Last year, an academic discovered that the only two firms on Amazon selling new copies of a classic biology textbook were charging well over $1 million (plus $3.99 for shipping!). Furthermore, when he checked the next day, prices had risen even further to nearly $2.8 million! Intrigued by this strange pricing behaviour, he started to investigate the prices further.
In oligopoly markets with a small number of players, firms must make strategic decisions taking into account how they expect their rivals will react. One option in today’s online market places is for firms to use computer algorithms which automatically adjust their prices according to the prices their rivals are charging. The results of his investigation suggested that this was exactly what was causing the prices for this textbook to be so high.

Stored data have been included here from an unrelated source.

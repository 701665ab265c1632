//! Per-run execution context.
//!
//! Owned by the executor for the duration of one plan run. The shared map
//! only grows: each successful step writes `{agent}_output`, and a re-run of
//! the same agent overwrites its entry.

use crate::agent::{AgentKind, ContextMap};
use serde::{Deserialize, Serialize};
use serde_json::Value;

#[derive(Debug, Clone, Default, Serialize, Deserialize)]
pub struct ExecutionContext {
    pub query: String,
    #[serde(default, skip_serializing_if = "Option::is_none")]
    pub session_id: Option<String>,
    #[serde(default, skip_serializing_if = "Option::is_none")]
    pub user_id: Option<String>,
    shared: ContextMap,
}

impl ExecutionContext {
    pub fn new(query: impl Into<String>, shared: ContextMap) -> Self {
        Self {
            query: query.into(),
            session_id: None,
            user_id: None,
            shared,
        }
    }

    pub fn with_session_id(mut self, session_id: impl Into<String>) -> Self {
        self.session_id = Some(session_id.into());
        self
    }

    pub fn with_user_id(mut self, user_id: impl Into<String>) -> Self {
        self.user_id = Some(user_id.into());
        self
    }

    pub fn shared(&self) -> &ContextMap {
        &self.shared
    }

    pub fn output_of(&self, agent: AgentKind) -> Option<&Value> {
        self.shared.get(&agent.output_key())
    }

    /// Store a successful step's data under `{agent}_output`.
    pub fn record_output(&mut self, agent: AgentKind, data: Value) {
        self.shared.insert(agent.output_key(), data);
    }

    /// Context handed to a step.
    ///
    /// The shared map already holds the caller's keys (dataset included) and
    /// every `{agent}_output` written so far, so a snapshot of it carries the
    /// outputs of all completed dependencies. Outputs of earlier steps that
    /// are not dependencies stay visible too.
    pub fn step_context(&self) -> ContextMap {
        self.shared.clone()
    }
}

#[cfg(test)]
mod tests {
    use super::*;
    use serde_json::json;

    #[test]
    fn test_record_output_uses_canonical_key() {
        let mut ctx = ExecutionContext::new("q", ContextMap::new());
        ctx.record_output(AgentKind::TrendAnalyst, json!({"trend": "up"}));
        assert_eq!(ctx.shared()["trend_analyst_output"], json!({"trend": "up"}));
        assert_eq!(ctx.output_of(AgentKind::TrendAnalyst), Some(&json!({"trend": "up"})));
    }

    #[test]
    fn test_rerun_overwrites_output() {
        let mut ctx = ExecutionContext::new("q", ContextMap::new());
        ctx.record_output(AgentKind::Visualizer, json!(1));
        ctx.record_output(AgentKind::Visualizer, json!(2));
        assert_eq!(ctx.output_of(AgentKind::Visualizer), Some(&json!(2)));
        assert_eq!(ctx.shared().len(), 1);
    }

    #[test]
    fn test_step_context_keeps_dataset_and_outputs() {
        let mut shared = ContextMap::new();
        shared.insert("dataset".to_string(), json!([{"sales": 10}]));
        shared.insert("dataset_id".to_string(), json!("march"));
        let mut ctx = ExecutionContext::new("q", shared);
        ctx.record_output(AgentKind::DataHarvester, json!({"rows": 1}));
        ctx.record_output(AgentKind::TrendAnalyst, json!({"trend": "up"}));

        let step = ctx.step_context();
        assert_eq!(step["dataset"], json!([{"sales": 10}]));
        assert_eq!(step["dataset_id"], "march");
        assert_eq!(step["data_harvester_output"], json!({"rows": 1}));
        assert_eq!(step["trend_analyst_output"], json!({"trend": "up"}));
    }

    #[test]
    fn test_step_context_does_not_mutate_shared() {
        let ctx = ExecutionContext::new("q", ContextMap::new());
        let mut step = ctx.step_context();
        step.insert("scratch".to_string(), json!(true));
        assert!(ctx.shared().is_empty());
    }
}
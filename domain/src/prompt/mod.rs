//! Prompt domain
//!
//! Templates for the planner's reasoning call.

pub mod planner;

pub use planner::PlannerPromptTemplate;
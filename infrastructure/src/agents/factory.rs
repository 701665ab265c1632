//! Registry construction from `[agents.*]` configuration.

use super::{HttpAgent, ReasoningAgent};
use crate::config::{AgentBackend, FileAgentsConfig, entry_for};
use aura_application::{AgentFactory, AgentRegistry, ReasoningService};
use aura_domain::AgentKind;
use std::sync::Arc;
use tracing::{debug, warn};

const DEFAULT_HTTP_TIMEOUT_SECS: u64 = 60;

/// Builds a fresh [`AgentRegistry`] for every execution.
///
/// Agents without an entry use the reasoning backend with the default
/// model. `backend = "disabled"` leaves the agent unregistered, so plan
/// steps naming it are skipped as unknown.
pub struct ConfiguredAgentFactory {
    reasoning: Arc<dyn ReasoningService>,
    default_model: String,
    agents: FileAgentsConfig,
}

impl ConfiguredAgentFactory {
    pub fn new(
        reasoning: Arc<dyn ReasoningService>,
        default_model: impl Into<String>,
        agents: FileAgentsConfig,
    ) -> Self {
        Self {
            reasoning,
            default_model: default_model.into(),
            agents,
        }
    }
}

impl AgentFactory for ConfiguredAgentFactory {
    fn build_registry(&self) -> AgentRegistry {
        let mut registry = AgentRegistry::new();

        for kind in AgentKind::ALL {
            let entry = entry_for(&self.agents, kind).cloned().unwrap_or_default();

            match entry.backend {
                AgentBackend::Disabled => {
                    debug!("{} disabled by configuration", kind);
                }
                AgentBackend::Http => {
                    let Some(endpoint) = entry.endpoint.as_deref().filter(|e| !e.trim().is_empty())
                    else {
                        warn!("{}: http backend without endpoint, not registered", kind);
                        continue;
                    };
                    let timeout = entry.timeout_seconds.unwrap_or(DEFAULT_HTTP_TIMEOUT_SECS);
                    match HttpAgent::new(kind, endpoint, timeout) {
                        Ok(agent) => registry.register(Arc::new(agent)),
                        Err(e) => warn!("{}: could not build http client: {}", kind, e),
                    }
                }
                AgentBackend::Reasoning => {
                    let model = entry.model.unwrap_or_else(|| self.default_model.clone());
                    let mut agent = ReasoningAgent::new(kind, self.reasoning.clone(), model);
                    if let Some(temperature) = entry.temperature {
                        agent = agent.with_temperature(temperature);
                    }
                    registry.register(Arc::new(agent));
                }
            }
        }

        debug!("Agent registry built with {} agents", registry.len());
        registry
    }
}

#[cfg(test)]
mod tests {
    use super::*;
    use crate::config::FileAgentEntry;
    use async_trait::async_trait;
    use aura_application::{GenerationRequest, ReasoningError};

    struct Silent;

    #[async_trait]
    impl ReasoningService for Silent {
        async fn generate(&self, _request: &GenerationRequest) -> Result<String, ReasoningError> {
            Ok(String::new())
        }
    }

    #[test]
    fn test_defaults_register_every_agent() {
        let factory = ConfiguredAgentFactory::new(Arc::new(Silent), "gemini-2.0-flash", FileAgentsConfig::new());
        let registry = factory.build_registry();
        assert_eq!(registry.len(), AgentKind::ALL.len());
    }

    #[test]
    fn test_backends_from_config() {
        let mut agents = FileAgentsConfig::new();
        agents.insert(
            "Notifier".to_string(),
            FileAgentEntry {
                backend: AgentBackend::Disabled,
                ..Default::default()
            },
        );
        agents.insert(
            "forecaster".to_string(),
            FileAgentEntry {
                backend: AgentBackend::Http,
                endpoint: Some("http://localhost:9000/forecast".to_string()),
                ..Default::default()
            },
        );
        agents.insert(
            "visualizer".to_string(),
            FileAgentEntry {
                backend: AgentBackend::Http,
                ..Default::default()
            },
        );

        let registry = ConfiguredAgentFactory::new(Arc::new(Silent), "m", agents).build_registry();
        assert_eq!(registry.len(), AgentKind::ALL.len() - 2);
        assert!(registry.resolve("notifier").is_none());
        assert!(registry.resolve("visualizer").is_none());
        assert!(registry.resolve("forecaster").is_some());
    }
}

One of the firms appeared to adopt a pricing rule which set its price at 0.9983 times the price of the other firm. This seems to make sense – this firm wants to undercut its rival in order to be more likely to sell its copy. However, if both firms operated under this strategy, we would expect to see prices falling over time (see also). In contrast, the strategy of the other firm appeared to be to price 1.270589 above its rival’s price. Why would it want to try to make sure it was always more expensive that its rival? The academic’s plausible explanation was that:
“…they do not actually possess the book. Rather, they noticed that someone else listed a copy for sale, and so they put it up as well – relying on their better feedback record to attract buyers. But, of course, if someone actually orders the book, they have to get it – so they have to set their price significantly higher – say 1.27059 times higher – than the price they’d have to pay to get the book elsewhere.”
Put both of these pricing rules together and prices will continuously rise over time! This was exactly what the academic observed for over a week, until human intervention appears to have returned prices to a more sensible level.
As Tim Harford discusses in his recent blog post, it had been hoped that online market places would result in very low prices because the high degree of price transparency increases competition. Clearly the prices Amazon was initially charging for the textbook didn’t support this theory and even after human intervention prices would seem to be well above marginal production costs. However, as the blog post goes on to explain, we should not necessarily expect price transparency always to lead to low prices. Economic theory shows us that in oligopoly markets, when a small number of players interact repeatedly, they may be able to collude tacitly on high prices. Furthermore, a high degree of price transparency may help such collusive behaviour because it makes it easier for firms to detect cheating by a rival.
Amazon’s $23,698,655.93 Book About Flies (SCREENSHOT) The Huffington Post, Steven Hoffer (26/04/11)
- What are the key features of competition between book sellers on Amazon?
- What price setting rule would the two firms have to use for prices to continuously fall over time? Provide an illustrative example.
- What are the pros and cons for a firm of relying on a computer algorithm to set its prices?
- How might a firm program its price setting algorithm if it wanted to collude tacitly with its rivals?
- Can you think of any other explanations for the pricing strategies that the two Amazon sellers adopted?